[[ Record set open ]]

use std::collections::BTreeMap;
use std::fs::{File, OpenOptions};
use std::io::{BufRead, BufReader, Write};
use std::path::{Path, PathBuf};

use serde::Serialize;
use serde_json::{Map, Value};
use thiserror::Error;

#[derive(Debug, Error)]
pub enum TelemetryError {
    #[error("{context}: {source}")]
    Io {
        context: &'static str,
        #[source]
        source: std::io::Error,
    },
    #[error("failed to parse telemetry JSON: {0}")]
    Json(#[from] serde_json::Error),
}

#[derive(Debug, Default, Serialize)]
pub struct TelemetrySummary {
    pub decisions: DecisionTelemetrySummary,
    pub rounds: RoundTelemetrySummary,
    pub games: GameTelemetrySummary,
}

#[derive(Debug, Default, Serialize)]
pub struct DecisionTelemetrySummary {
    pub count: usize,
    pub challenges: usize,
    /// Mean model probability of the standing bid when one was judged.
    pub avg_truth: Option<f64>,
    pub avg_best: Option<f64>,
    /// Mean of `best - truth` where both were recorded.
    pub avg_raise_margin: Option<f64>,
    pub reason_counts: BTreeMap<String, usize>,
    pub style_counts: BTreeMap<String, usize>,
}

#[derive(Debug, Default, Serialize)]
pub struct RoundTelemetrySummary {
    pub count: usize,
    pub bids_held: usize,
    pub avg_bids: Option<f64>,
    pub eliminations: usize,
    pub sudden_deaths: usize,
    pub sudden_death_ties: usize,
}

#[derive(Debug, Default, Serialize)]
pub struct GameTelemetrySummary {
    pub count: usize,
    pub avg_rounds: Option<f64>,
    pub win_counts: BTreeMap<String, usize>,
}

#[derive(Debug)]
struct Average {
    sum: f64,
    count: usize,
}

impl Average {
    fn new() -> Self {
        Self { sum: 0.0, count: 0 }
    }

    fn add(&mut self, value: f64) {
        self.sum += value;
        self.count += 1;
    }

    fn mean(&self) -> Option<f64> {
        if self.count == 0 {
            None
        } else {
            Some(self.sum / self.count as f64)
        }
    }
}

/// Aggregate decision, round and game events from a JSON telemetry log.
pub fn summarise_telemetry(path: &Path) -> Result<TelemetrySummary, TelemetryError> {
    if !path.exists() {
        return Ok(TelemetrySummary::default());
    }

    let file = File::open(path).map_err(|source| TelemetryError::Io {
        context: "opening telemetry log",
        source,
    })?;
    let reader = BufReader::new(file);

    let mut decisions = DecisionTelemetrySummary::default();
    let mut truth_avg = Average::new();
    let mut best_avg = Average::new();
    let mut margin_avg = Average::new();

    let mut rounds = RoundTelemetrySummary::default();
    let mut bids_avg = Average::new();

    let mut games = GameTelemetrySummary::default();
    let mut game_rounds_avg = Average::new();

    for line in reader.lines() {
        let line = line.map_err(|source| TelemetryError::Io {
            context: "reading telemetry line",
            source,
        })?;
        if line.trim().is_empty() {
            continue;
        }

        let payload: Value = serde_json::from_str(&line)?;
        let target = payload
            .get("target")
            .and_then(Value::as_str)
            .unwrap_or_default();
        let fields = payload
            .get("fields")
            .and_then(Value::as_object)
            .cloned()
            .unwrap_or_default();
        let reason = label(&fields, "reason");

        match target {
            "liars_bot::decision" if reason != "sudden_death_guess" => {
                decisions.count += 1;
                if fields.get("chosen").and_then(Value::as_str) == Some("challenge") {
                    decisions.challenges += 1;
                }

                let truth = fields.get("truth").and_then(Value::as_f64);
                let best = fields.get("best").and_then(Value::as_f64);
                if let Some(truth) = truth {
                    truth_avg.add(truth);
                }
                if let Some(best) = best {
                    best_avg.add(best);
                }
                if let (Some(truth), Some(best)) = (truth, best) {
                    margin_avg.add(best - truth);
                }

                *decisions.reason_counts.entry(reason.to_string()).or_insert(0) += 1;
                let style = label(&fields, "style");
                *decisions.style_counts.entry(style.to_string()).or_insert(0) += 1;
            }
            "liars_bench::round" if reason == "sudden_death" => {
                rounds.sudden_deaths += 1;
                if label(&fields, "loser") == "-" {
                    rounds.sudden_death_ties += 1;
                }
            }
            "liars_bench::round" => {
                rounds.count += 1;
                if fields.get("bid_held").and_then(Value::as_bool) == Some(true) {
                    rounds.bids_held += 1;
                }
                if fields.get("eliminated").and_then(Value::as_bool) == Some(true) {
                    rounds.eliminations += 1;
                }
                if let Some(bids) = fields.get("bids").and_then(Value::as_u64) {
                    bids_avg.add(bids as f64);
                }
            }
            "liars_bench::game" => {
                games.count += 1;
                if let Some(played) = fields.get("rounds").and_then(Value::as_u64) {
                    game_rounds_avg.add(played as f64);
                }
                let bot = label(&fields, "bot");
                *games.win_counts.entry(bot.to_string()).or_insert(0) += 1;
            }
            _ => {}
        }
    }

    decisions.avg_truth = truth_avg.mean();
    decisions.avg_best = best_avg.mean();
    decisions.avg_raise_margin = margin_avg.mean();
    rounds.avg_bids = bids_avg.mean();
    games.avg_rounds = game_rounds_avg.mean();

    Ok(TelemetrySummary {
        decisions,
        rounds,
        games,
    })
}

fn label<'a>(fields: &'a Map<String, Value>, key: &str) -> &'a str {
    fields
        .get(key)
        .and_then(Value::as_str)
        .map(str::trim)
        .filter(|s| !s.is_empty())
        .unwrap_or("<unset>")
}

pub fn write_summary_outputs(
    telemetry_path: &Path,
    output_dir: &Path,
) -> Result<Option<TelemetryOutputs>, TelemetryError> {
    if !telemetry_path.exists() {
        return Ok(None);
    }

    let summary = summarise_telemetry(telemetry_path)?;
    let json_path = output_dir.join("telemetry_summary.json");
    let md_path = output_dir.join("telemetry_summary.md");

    std::fs::write(
        &json_path,
        serde_json::to_vec_pretty(&summary).map_err(TelemetryError::from)?,
    )
    .map_err(|source| TelemetryError::Io {
        context: "writing telemetry summary json",
        source,
    })?;

    let markdown = render_markdown(&summary, telemetry_path);
    std::fs::write(&md_path, markdown).map_err(|source| TelemetryError::Io {
        context: "writing telemetry summary markdown",
        source,
    })?;

    Ok(Some(TelemetryOutputs {
        summary,
        json_path,
        markdown_path: md_path,
    }))
}

pub fn append_highlights_to_markdown(
    summary_path: &Path,
    outputs: &TelemetryOutputs,
) -> Result<(), TelemetryError> {
    let mut file = OpenOptions::new()
        .create(true)
        .append(true)
        .open(summary_path)
        .map_err(|source| TelemetryError::Io {
            context: "opening summary markdown for telemetry append",
            source,
        })?;

    let mut section = String::new();
    section.push_str("\n## Telemetry Highlights\n");
    let decisions = &outputs.summary.decisions;
    section.push_str(&format!(
        "- Decisions captured: {} ({} challenges)\n",
        decisions.count, decisions.challenges
    ));
    if let Some(value) = decisions.avg_truth {
        section.push_str(&format!("- Avg standing bid probability: {:.3}\n", value));
    }
    if let Some(value) = decisions.avg_raise_margin {
        section.push_str(&format!("- Avg best raise vs standing bid: {:+.3}\n", value));
    }
    let rounds = &outputs.summary.rounds;
    if rounds.count > 0 {
        section.push_str(&format!(
            "- Rounds: {}, bids held: {:.1}%\n",
            rounds.count,
            rounds.bids_held as f64 * 100.0 / rounds.count as f64
        ));
    }
    if rounds.sudden_deaths > 0 {
        section.push_str(&format!(
            "- Sudden deaths: {} ({} tied)\n",
            rounds.sudden_deaths, rounds.sudden_death_ties
        ));
    }

    section.push_str("\n### Decision Reasons\n");
    if decisions.reason_counts.is_empty() {
        section.push_str("- <none>\n");
    } else {
        for (label, count) in &decisions.reason_counts {
            section.push_str(&format!("- {}: {}\n", label, count));
        }
    }

    write!(file, "{section}").map_err(|source| TelemetryError::Io {
        context: "writing telemetry highlights",
        source,
    })?;

    Ok(())
}

fn render_markdown(summary: &TelemetrySummary, telemetry_path: &Path) -> String {
    let mut output = String::new();
    output.push_str("# Telemetry Summary\n\n");
    output.push_str(&format!("- Source: `{}`\n", telemetry_path.display()));
    output.push('\n');

    let decisions = &summary.decisions;
    output.push_str("## Decisions\n");
    output.push_str(&format!("- Events: {}\n", decisions.count));
    output.push_str(&format!("- Challenges: {}\n", decisions.challenges));
    if let Some(value) = decisions.avg_truth {
        output.push_str(&format!("- Avg standing bid probability: {:.3}\n", value));
    }
    if let Some(value) = decisions.avg_best {
        output.push_str(&format!("- Avg best raise probability: {:.3}\n", value));
    }
    if let Some(value) = decisions.avg_raise_margin {
        output.push_str(&format!("- Avg raise margin: {:+.3}\n", value));
    }
    push_counts(&mut output, "Reasons", &decisions.reason_counts);
    push_counts(&mut output, "Styles", &decisions.style_counts);
    output.push('\n');

    let rounds = &summary.rounds;
    output.push_str("## Rounds\n");
    output.push_str(&format!("- Events: {}\n", rounds.count));
    output.push_str(&format!("- Bids held: {}\n", rounds.bids_held));
    if let Some(value) = rounds.avg_bids {
        output.push_str(&format!("- Avg bids per round: {:.2}\n", value));
    }
    output.push_str(&format!("- Eliminations: {}\n", rounds.eliminations));
    output.push_str(&format!(
        "- Sudden deaths: {} ({} tied)\n",
        rounds.sudden_deaths, rounds.sudden_death_ties
    ));
    output.push('\n');

    let games = &summary.games;
    output.push_str("## Games\n");
    output.push_str(&format!("- Events: {}\n", games.count));
    if let Some(value) = games.avg_rounds {
        output.push_str(&format!("- Avg rounds per game: {:.2}\n", value));
    }
    push_counts(&mut output, "Wins", &games.win_counts);
    output
}

fn push_counts(output: &mut String, title: &str, counts: &BTreeMap<String, usize>) {
    if counts.is_empty() {
        return;
    }
    output.push_str(&format!("- {title}:\n"));
    for (label, count) in counts {
        output.push_str(&format!("  - {}: {}\n", label, count));
    }
}

#[derive(Debug)]
pub struct TelemetryOutputs {
    pub summary: TelemetrySummary,
    pub json_path: PathBuf,
    pub markdown_path: PathBuf,
}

[[ Record set closed ]]

* [Exercise]:
Which lines above hold the string "target"? Please copy all of them.

* [Result]:
        let target = payload
            .get("target")
        match target {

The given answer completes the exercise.